What this task involves –
Each record below must be returned exactly as shown.
%%
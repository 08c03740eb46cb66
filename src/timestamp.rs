//! The standard timestamp extension (type -1).
use std::cmp::{self, Ordering};
use std::fmt;
use std::time::{SystemTime, UNIX_EPOCH};

use crate::error::{Error, Result};

const NANOS_PER_SEC: u32 = 1_000_000_000;
/// Largest second value (exclusive) that still fits in the 8-byte form's
/// 34-bit field.
const EIGHT_BYTE_SECONDS_LIMIT: i64 = 1 << 34;

/// A point in time expressed as seconds and nanoseconds since the Unix
/// epoch, matching the standard msgpack timestamp extension (type -1).
///
/// Unlike [`SystemTime`], seconds may be negative (times before 1970).
#[derive(Copy, Clone, Debug, PartialEq, Eq, Hash)]
pub struct Timestamp {
    seconds: i64,
    nanoseconds: u32,
}

impl Timestamp {
    /// Construct a timestamp, failing if `nanoseconds` is a billion or
    /// more.
    pub fn new(seconds: i64, nanoseconds: u32) -> Result<Timestamp> {
        if nanoseconds >= NANOS_PER_SEC {
            return Err(Error::Range(format!(
                "nanoseconds must be less than {}, got {}",
                NANOS_PER_SEC, nanoseconds
            )));
        }
        Ok(Timestamp {
            seconds,
            nanoseconds,
        })
    }

    /// Construct a timestamp from a whole number of seconds.
    pub fn from_seconds(seconds: i64) -> Timestamp {
        Timestamp {
            seconds,
            nanoseconds: 0,
        }
    }

    /// Seconds since the Unix epoch (may be negative).
    pub fn seconds(&self) -> i64 {
        self.seconds
    }

    /// Nanoseconds past `seconds()`. Always in `0..1_000_000_000`.
    pub fn nanoseconds(&self) -> u32 {
        self.nanoseconds
    }

    /// The current time, per [`SystemTime::now`].
    pub fn now() -> Timestamp {
        match SystemTime::now().duration_since(UNIX_EPOCH) {
            Ok(d) => Timestamp {
                seconds: d.as_secs() as i64,
                nanoseconds: d.subsec_nanos(),
            },
            Err(e) => {
                let d = e.duration();
                Timestamp::new(-(d.as_secs() as i64), 0).unwrap() - d.subsec_nanos()
            }
        }
    }

    fn fits_four_bytes(&self) -> bool {
        self.nanoseconds == 0 && self.seconds >= 0 && self.seconds <= u32::MAX as i64
    }

    fn fits_eight_bytes(&self) -> bool {
        self.seconds >= 0 && self.seconds < EIGHT_BYTE_SECONDS_LIMIT
    }

    /// Number of bytes [`Timestamp::encode_payload`] will write: 4, 8, or
    /// 12, per the narrowest-fit rule in the format's timestamp spec.
    pub(crate) fn wire_len(&self) -> usize {
        if self.fits_four_bytes() {
            4
        } else if self.fits_eight_bytes() {
            8
        } else {
            12
        }
    }

    /// Encode the extension payload (not including the marker or type-id
    /// byte) at its narrowest valid width.
    pub(crate) fn encode_payload(&self, buf: &mut Vec<u8>) {
        if self.fits_four_bytes() {
            buf.extend_from_slice(&(self.seconds as u32).to_be_bytes());
        } else if self.fits_eight_bytes() {
            let combined = ((self.nanoseconds as u64) << 34) | (self.seconds as u64);
            buf.extend_from_slice(&combined.to_be_bytes());
        } else {
            buf.extend_from_slice(&self.nanoseconds.to_be_bytes());
            buf.extend_from_slice(&self.seconds.to_be_bytes());
        }
    }

    /// Decode an extension payload of the given length, per the three
    /// forms the standard timestamp extension allows.
    pub(crate) fn decode_payload(payload: &[u8]) -> Result<Timestamp> {
        match payload.len() {
            4 => {
                let seconds = u32::from_be_bytes(payload.try_into().unwrap());
                Ok(Timestamp {
                    seconds: seconds as i64,
                    nanoseconds: 0,
                })
            }
            8 => {
                let combined = u64::from_be_bytes(payload.try_into().unwrap());
                let seconds = (combined & ((1u64 << 34) - 1)) as i64;
                let nanoseconds = (combined >> 34) as u32;
                if nanoseconds >= NANOS_PER_SEC {
                    return Err(Error::MalformedFormat(format!(
                        "8-byte timestamp nanoseconds field {} out of range",
                        nanoseconds
                    )));
                }
                Ok(Timestamp {
                    seconds,
                    nanoseconds,
                })
            }
            12 => {
                let nanoseconds = u32::from_be_bytes(payload[0..4].try_into().unwrap());
                let seconds = i64::from_be_bytes(payload[4..12].try_into().unwrap());
                if nanoseconds >= NANOS_PER_SEC {
                    return Err(Error::MalformedFormat(format!(
                        "12-byte timestamp nanoseconds field {} out of range",
                        nanoseconds
                    )));
                }
                Ok(Timestamp {
                    seconds,
                    nanoseconds,
                })
            }
            other => Err(Error::MalformedFormat(format!(
                "timestamp payload must be 4, 8, or 12 bytes, got {}",
                other
            ))),
        }
    }
}

impl std::ops::Sub<u32> for Timestamp {
    type Output = Timestamp;
    fn sub(mut self, nanoseconds: u32) -> Timestamp {
        if self.nanoseconds >= nanoseconds {
            self.nanoseconds -= nanoseconds;
        } else {
            self.nanoseconds += NANOS_PER_SEC - nanoseconds;
            self.seconds -= 1;
        }
        self
    }
}

impl cmp::Ord for Timestamp {
    fn cmp(&self, other: &Timestamp) -> Ordering {
        match self.seconds.cmp(&other.seconds) {
            Ordering::Equal => self.nanoseconds.cmp(&other.nanoseconds),
            other => other,
        }
    }
}

impl cmp::PartialOrd for Timestamp {
    fn partial_cmp(&self, other: &Timestamp) -> Option<Ordering> {
        Some(self.cmp(other))
    }
}

impl fmt::Display for Timestamp {
    fn fmt(&self, f: &mut fmt::Formatter) -> fmt::Result {
        write!(f, "{}.{:09}s since epoch", self.seconds, self.nanoseconds)
    }
}

#[cfg(test)]
mod tests {
    use super::*;

    fn edge_cases() -> Vec<(usize, Timestamp)> {
        vec![
            (4, Timestamp::new(0, 0).unwrap()),
            (4, Timestamp::new(1, 0).unwrap()),
            (4, Timestamp::new(u32::MAX as i64, 0).unwrap()),
            (8, Timestamp::new(1, 1).unwrap()),
            (8, Timestamp::new(u32::MAX as i64 + 1, 0).unwrap()),
            (8, Timestamp::new(EIGHT_BYTE_SECONDS_LIMIT - 1, 999_999_999).unwrap()),
            (12, Timestamp::new(-1, 0).unwrap()),
            (12, Timestamp::new(EIGHT_BYTE_SECONDS_LIMIT, 0).unwrap()),
            (12, Timestamp::new(i64::MIN, 0).unwrap()),
            (12, Timestamp::new(i64::MAX, 999_999_999).unwrap()),
        ]
    }

    #[test]
    fn narrowest_width_roundtrip() {
        for (expected_len, ts) in edge_cases() {
            let mut buf = Vec::new();
            ts.encode_payload(&mut buf);
            assert_eq!(buf.len(), expected_len, "wrong width for {:?}", ts);
            assert_eq!(ts.wire_len(), expected_len);
            let decoded = Timestamp::decode_payload(&buf).unwrap();
            assert_eq!(decoded, ts);
        }
    }

    #[test]
    fn rejects_bad_nanoseconds() {
        assert!(Timestamp::new(0, 1_000_000_000).is_err());
    }

    #[test]
    fn rejects_unsupported_payload_length() {
        assert!(Timestamp::decode_payload(&[0u8; 5]).is_err());
        assert!(Timestamp::decode_payload(&[0u8; 0]).is_err());
    }

    #[test]
    fn ordering_is_lexicographic_on_seconds_then_nanoseconds() {
        let a = Timestamp::new(5, 0).unwrap();
        let b = Timestamp::new(5, 1).unwrap();
        let c = Timestamp::new(6, 0).unwrap();
        assert!(a < b);
        assert!(b < c);
    }
}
%%
Response –
repository 08c03740eb46cb66
filename src/timestamp.rs
//! The standard timestamp extension (type -1).
use std::cmp::{self, Ordering};
use std::fmt;
use std::time::{SystemTime, UNIX_EPOCH};

use crate::error::{Error, Result};

const NANOS_PER_SEC: u32 = 1_000_000_000;
/// Largest second value (exclusive) that still fits in the 8-byte form's
/// 34-bit field.
const EIGHT_BYTE_SECONDS_LIMIT: i64 = 1 << 34;

/// A point in time expressed as seconds and nanoseconds since the Unix
/// epoch, matching the standard msgpack timestamp extension (type -1).
///
/// Unlike [`SystemTime`], seconds may be negative (times before 1970).
#[derive(Copy, Clone, Debug, PartialEq, Eq, Hash)]
pub struct Timestamp {
    seconds: i64,
    nanoseconds: u32,
}

impl Timestamp {
    /// Construct a timestamp, failing if `nanoseconds` is a billion or
    /// more.
    pub fn new(seconds: i64, nanoseconds: u32) -> Result<Timestamp> {
        if nanoseconds >= NANOS_PER_SEC {
            return Err(Error::Range(format!(
                "nanoseconds must be less than {}, got {}",
                NANOS_PER_SEC, nanoseconds
            )));
        }
        Ok(Timestamp {
            seconds,
            nanoseconds,
        })
    }

    /// Construct a timestamp from a whole number of seconds.
    pub fn from_seconds(seconds: i64) -> Timestamp {
        Timestamp {
            seconds,
            nanoseconds: 0,
        }
    }

    /// Seconds since the Unix epoch (may be negative).
    pub fn seconds(&self) -> i64 {
        self.seconds
    }

    /// Nanoseconds past `seconds()`. Always in `0..1_000_000_000`.
    pub fn nanoseconds(&self) -> u32 {
        self.nanoseconds
    }

    /// The current time, per [`SystemTime::now`].
    pub fn now() -> Timestamp {
        match SystemTime::now().duration_since(UNIX_EPOCH) {
            Ok(d) => Timestamp {
                seconds: d.as_secs() as i64,
                nanoseconds: d.subsec_nanos(),
            },
            Err(e) => {
                let d = e.duration();
                Timestamp::new(-(d.as_secs() as i64), 0).unwrap() - d.subsec_nanos()
            }
        }
    }

    fn fits_four_bytes(&self) -> bool {
        self.nanoseconds == 0 && self.seconds >= 0 && self.seconds <= u32::MAX as i64
    }

    fn fits_eight_bytes(&self) -> bool {
        self.seconds >= 0 && self.seconds < EIGHT_BYTE_SECONDS_LIMIT
    }

    /// Number of bytes [`Timestamp::encode_payload`] will write: 4, 8, or
    /// 12, per the narrowest-fit rule in the format's timestamp spec.
    pub(crate) fn wire_len(&self) -> usize {
        if self.fits_four_bytes() {
            4
        } else if self.fits_eight_bytes() {
            8
        } else {
            12
        }
    }

    /// Encode the extension payload (not including the marker or type-id
    /// byte) at its narrowest valid width.
    pub(crate) fn encode_payload(&self, buf: &mut Vec<u8>) {
        if self.fits_four_bytes() {
            buf.extend_from_slice(&(self.seconds as u32).to_be_bytes());
        } else if self.fits_eight_bytes() {
            let combined = ((self.nanoseconds as u64) << 34) | (self.seconds as u64);
            buf.extend_from_slice(&combined.to_be_bytes());
        } else {
            buf.extend_from_slice(&self.nanoseconds.to_be_bytes());
            buf.extend_from_slice(&self.seconds.to_be_bytes());
        }
    }

    /// Decode an extension payload of the given length, per the three
    /// forms the standard timestamp extension allows.
    pub(crate) fn decode_payload(payload: &[u8]) -> Result<Timestamp> {
        match payload.len() {
            4 => {
                let seconds = u32::from_be_bytes(payload.try_into().unwrap());
                Ok(Timestamp {
                    seconds: seconds as i64,
                    nanoseconds: 0,
                })
            }
            8 => {
                let combined = u64::from_be_bytes(payload.try_into().unwrap());
                let seconds = (combined & ((1u64 << 34) - 1)) as i64;
                let nanoseconds = (combined >> 34) as u32;
                if nanoseconds >= NANOS_PER_SEC {
                    return Err(Error::MalformedFormat(format!(
                        "8-byte timestamp nanoseconds field {} out of range",
                        nanoseconds
                    )));
                }
                Ok(Timestamp {
                    seconds,
                    nanoseconds,
                })
            }
            12 => {
                let nanoseconds = u32::from_be_bytes(payload[0..4].try_into().unwrap());
                let seconds = i64::from_be_bytes(payload[4..12].try_into().unwrap());
                if nanoseconds >= NANOS_PER_SEC {
                    return Err(Error::MalformedFormat(format!(
                        "12-byte timestamp nanoseconds field {} out of range",
                        nanoseconds
                    )));
                }
                Ok(Timestamp {
                    seconds,
                    nanoseconds,
                })
            }
            other => Err(Error::MalformedFormat(format!(
                "timestamp payload must be 4, 8, or 12 bytes, got {}",
                other
            ))),
        }
    }
}

impl std::ops::Sub<u32> for Timestamp {
    type Output = Timestamp;
    fn sub(mut self, nanoseconds: u32) -> Timestamp {
        if self.nanoseconds >= nanoseconds {
            self.nanoseconds -= nanoseconds;
        } else {
            self.nanoseconds += NANOS_PER_SEC - nanoseconds;
            self.seconds -= 1;
        }
        self
    }
}

impl cmp::Ord for Timestamp {
    fn cmp(&self, other: &Timestamp) -> Ordering {
        match self.seconds.cmp(&other.seconds) {
            Ordering::Equal => self.nanoseconds.cmp(&other.nanoseconds),
            other => other,
        }
    }
}

impl cmp::PartialOrd for Timestamp {
    fn partial_cmp(&self, other: &Timestamp) -> Option<Ordering> {
        Some(self.cmp(other))
    }
}

impl fmt::Display for Timestamp {
    fn fmt(&self, f: &mut fmt::Formatter) -> fmt::Result {
        write!(f, "{}.{:09}s since epoch", self.seconds, self.nanoseconds)
    }
}

#[cfg(test)]
mod tests {
    use super::*;

    fn edge_cases() -> Vec<(usize, Timestamp)> {
        vec![
            (4, Timestamp::new(0, 0).unwrap()),
            (4, Timestamp::new(1, 0).unwrap()),
            (4, Timestamp::new(u32::MAX as i64, 0).unwrap()),
            (8, Timestamp::new(1, 1).unwrap()),
            (8, Timestamp::new(u32::MAX as i64 + 1, 0).unwrap()),
            (8, Timestamp::new(EIGHT_BYTE_SECONDS_LIMIT - 1, 999_999_999).unwrap()),
            (12, Timestamp::new(-1, 0).unwrap()),
            (12, Timestamp::new(EIGHT_BYTE_SECONDS_LIMIT, 0).unwrap()),
            (12, Timestamp::new(i64::MIN, 0).unwrap()),
            (12, Timestamp::new(i64::MAX, 999_999_999).unwrap()),
        ]
    }

    #[test]
    fn narrowest_width_roundtrip() {
        for (expected_len, ts) in edge_cases() {
            let mut buf = Vec::new();
            ts.encode_payload(&mut buf);
            assert_eq!(buf.len(), expected_len, "wrong width for {:?}", ts);
            assert_eq!(ts.wire_len(), expected_len);
            let decoded = Timestamp::decode_payload(&buf).unwrap();
            assert_eq!(decoded, ts);
        }
    }

    #[test]
    fn rejects_bad_nanoseconds() {
        assert!(Timestamp::new(0, 1_000_000_000).is_err());
    }

    #[test]
    fn rejects_unsupported_payload_length() {
        assert!(Timestamp::decode_payload(&[0u8; 5]).is_err());
        assert!(Timestamp::decode_payload(&[0u8; 0]).is_err());
    }

    #[test]
    fn ordering_is_lexicographic_on_seconds_then_nanoseconds() {
        let a = Timestamp::new(5, 0).unwrap();
        let b = Timestamp::new(5, 1).unwrap();
        let c = Timestamp::new(6, 0).unwrap();
        assert!(a < b);
        assert!(b < c);
    }
}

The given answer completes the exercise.